Salman Baqri
@salmanbaqri
Data Scientist at United Health Group
Noida
Salman Baqri is an experienced Data Scientist specializing in advanced NLP and Machine Learning solutions. He has significant experience building and deploying complex models, including BERT and T5, for tasks like multi-class classification and intent recognition, particularly in the healthcare domain. His background includes optimizing pipelines and developing ML models using techniques such as Mixed Integer Programming and various clustering methods. He is proficient in Python, SQL, and various deep learning frameworks.
Experience
Data Scientist
United Health Group
Part of Advance Research and Analytics (ARA) team and working on various NLP R&D projects. Built 2 Multi-Class Classification Model using BERT with 50+ class labels which made into production. Explored SOTA techniques for Class Imbalance like DiceLoss, FocalLoss, Data Augmentation using Large Language Models and Back Translation. Built Intent Classification Model using T5 for Multi-Turn Dialogue Chat Conversations. Achieved F1-score of 0.7 for 50+ labels. Trained BERT from scratch using MLM on 640k chat conversations to incorporate Healthcare domain knowledge in the model. Experience in training various Transformer models like BERT, RoBERTa, DistilBERT etc on multiple GPU’s. Exposure of working on Flask and Docker for deployment of Deep Learning Models. Working on various POC’s to predict Sentiment from voice data and convert voice calls to textual data.
Intern(NLP)
IBM Research
Implemented Topic Modelling techniques such as LSI, LDA for automatic labelling of JAVA clusters. Improved Model Performance by using Inter-Class Usage file along with POS tagging and LDA Mallet. Implemented Topic Coherence for evaluation and to generate optimal number of topics. Built Ensemble Topic Model using LDA and BERT for generating Topics from source code and k-means for clustering.
Associate Technology L2
Publicis Sapient
Implemented an Optimization Model to optimize Pipeline flow for one of the largest energy infrastructure companies in North America. Optimization Model was further deployed using Docker and Microsoft Azure.

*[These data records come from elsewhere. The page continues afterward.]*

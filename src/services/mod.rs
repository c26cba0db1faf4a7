pub mod connection_pool;
pub mod database; // Store adapters: SQL connections and the in-memory document store
pub mod db_service;
pub mod llm_service;
pub mod orchestrator;
pub mod response_cleaner;
pub mod router;
pub mod schema_cache;
pub mod schema_service;
pub mod store_registry;

pub use connection_pool::*;
pub use db_service::*;
pub use llm_service::*;
pub use orchestrator::*;
pub use router::*;
pub use schema_cache::*;
pub use schema_service::*;
pub use store_registry::*;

Built a Classification model using Logistic Regression for one of the largest energy infrastructure companies in North America. Built a Machine Learning model using SVM/XGBOOST/Logistic Regression to classify helpdesk tickets into categories such as IT, Finance, Payroll etc. Provide monthly recommendations to Fortune 500 Oil Integrated Company such as Vessel Plan, TradePlan, Pipeline Plan for their Oil Refinery using Mixed Integer Programming model. Built various Visualization Dashboards using TIBCO SPOTFIRE to present recommendations to the client. Built a Python Application to validate various Business rules. Application validated data based on SQL queries and custom code written in Python. Application provided the flexibility to add new business rules. Added over 110+ business rules and reduced manual effort from 48hrs to 2 hrs. Built a Python Utility to monitor Optimization model runs on different servers at regular intervals and send consolidated status as e-mail. Built a Scheduling Application in VBA to track Vessels for their on-going voyages.
Test Engineer
Broadcom
Managed monthly Test Release Cycles that involved execution of test suites. Wrote test scripts for new test cases in Python.
Education
Chennai Mathematical Institute
Master of Science in Data Science
Data Science
JSS Noida
B.Tech in Computer Science
Computer Science
Bishop Conrad School
Higher Secondary
Bishop Conrad School
High School